## WHAT YOU WILL DO:
Only the final stretch of lines is needed: output exactly the line containing "let last = series.get(14).unwrap();" and all lines following it in the listing below.

──────── GIVEN RECORDS ────────

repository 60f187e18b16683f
//! Port traits the domain depends on.

pub mod config_port;
pub mod data_port;
pub mod report_port;
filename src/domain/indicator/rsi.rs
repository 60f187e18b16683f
//! RSI (Relative Strength Index).
//!
//! Gains and losses of close-to-close changes are smoothed with an
//! exponential mean, alpha = 1/n, seeded by the first change.
//!
//! Formula: RSI = 100 - (100 / (1 + avg_gain / avg_loss))
//!
//! Undefined on the first bar (no change yet) and wherever avg_loss == 0.

use super::{ewm, IndicatorSeries, IndicatorType};

pub fn calculate_rsi(closes: &[f64], period: usize) -> IndicatorSeries {
    if period == 0 || closes.len() < 2 {
        return IndicatorSeries {
            indicator_type: IndicatorType::Rsi(period),
            values: vec![None; closes.len()],
        };
    }

    let changes: Vec<f64> = closes.windows(2).map(|w| w[1] - w[0]).collect();
    let gains: Vec<f64> = changes.iter().map(|c| c.max(0.0)).collect();
    let losses: Vec<f64> = changes.iter().map(|c| (-c).max(0.0)).collect();

    let alpha = 1.0 / period as f64;
    let avg_gain = ewm(&gains, alpha);
    let avg_loss = ewm(&losses, alpha);

    let mut values = Vec::with_capacity(closes.len());
    values.push(None);
    values.extend(avg_gain.iter().zip(&avg_loss).map(|(&gain, &loss)| {
        if loss == 0.0 {
            None
        } else {
            Some(100.0 - 100.0 / (1.0 + gain / loss))
        }
    }));

    IndicatorSeries {
        indicator_type: IndicatorType::Rsi(period),
        values,
    }
}

#[cfg(test)]
mod tests {
    use super::*;

    #[test]
    fn rsi_empty_and_single() {
        assert!(calculate_rsi(&[], 14).is_empty());
        assert_eq!(calculate_rsi(&[100.0], 14).values, vec![None]);
    }

    #[test]
    fn rsi_first_bar_undefined() {
        let series = calculate_rsi(&[100.0, 99.0, 101.0], 14);
        assert_eq!(series.len(), 3);
        assert_eq!(series.get(0), None);
    }

    #[test]
    fn rsi_all_losses_is_zero() {
        let closes: Vec<f64> = (0..15).map(|i| 100.0 - i as f64).collect();
        let series = calculate_rsi(&closes, 14);
        let last = series.get(14).unwrap();
        assert!(last.abs() < f64::EPSILON, "RSI should be 0 when all losses");
    }

    #[test]
    fn rsi_all_gains_is_undefined() {
        let closes: Vec<f64> = (0..15).map(|i| 100.0 + i as f64).collect();
        let series = calculate_rsi(&closes, 14);
        assert!(series.values.iter().all(Option::is_none));
    }

    #[test]
    fn rsi_known_values() {
        // changes: -1, +2 ; alpha = 1/2
        // gains: 0, 1 (0.5*2 + 0.5*0) ; losses: 1, 0.5
        let series = calculate_rsi(&[100.0, 99.0, 101.0], 2);
        assert_eq!(series.get(1), Some(0.0));
        let expected = 100.0 - 100.0 / (1.0 + 1.0 / 0.5);
        assert!((series.get(2).unwrap() - expected).abs() < 1e-12);
    }

    #[test]
    fn rsi_in_range() {
        let closes: Vec<f64> = (1..=40)
            .map(|i| 100.0 + (i as f64 % 7.0 - 3.0) * 2.0)
            .collect();
        let series = calculate_rsi(&closes, 14);
        for rsi in series.values.iter().flatten() {
            assert!((0.0..=100.0).contains(rsi), "RSI {} out of range", rsi);
        }
    }

    #[test]
    fn rsi_zero_period() {
        let series = calculate_rsi(&[100.0, 101.0], 0);
        assert_eq!(series.values, vec![None, None]);
    }
}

────────

## REPLY TO THE TASK:
        let last = series.get(14).unwrap();
        assert!(last.abs() < f64::EPSILON, "RSI should be 0 when all losses");
    }

    #[test]
    fn rsi_all_gains_is_undefined() {
        let closes: Vec<f64> = (0..15).map(|i| 100.0 + i as f64).collect();
        let series = calculate_rsi(&closes, 14);
        assert!(series.values.iter().all(Option::is_none));
    }

    #[test]
    fn rsi_known_values() {
        // changes: -1, +2 ; alpha = 1/2
        // gains: 0, 1 (0.5*2 + 0.5*0) ; losses: 1, 0.5
        let series = calculate_rsi(&[100.0, 99.0, 101.0], 2);
        assert_eq!(series.get(1), Some(0.0));
        let expected = 100.0 - 100.0 / (1.0 + 1.0 / 0.5);
        assert!((series.get(2).unwrap() - expected).abs() < 1e-12);
    }

    #[test]
    fn rsi_in_range() {
        let closes: Vec<f64> = (1..=40)
            .map(|i| 100.0 + (i as f64 % 7.0 - 3.0) * 2.0)
            .collect();
        let series = calculate_rsi(&closes, 14);
        for rsi in series.values.iter().flatten() {
            assert!((0.0..=100.0).contains(rsi), "RSI {} out of range", rsi);
        }
    }

    #[test]
    fn rsi_zero_period() {
        let series = calculate_rsi(&[100.0, 101.0], 0);
        assert_eq!(series.values, vec![None, None]);
    }
}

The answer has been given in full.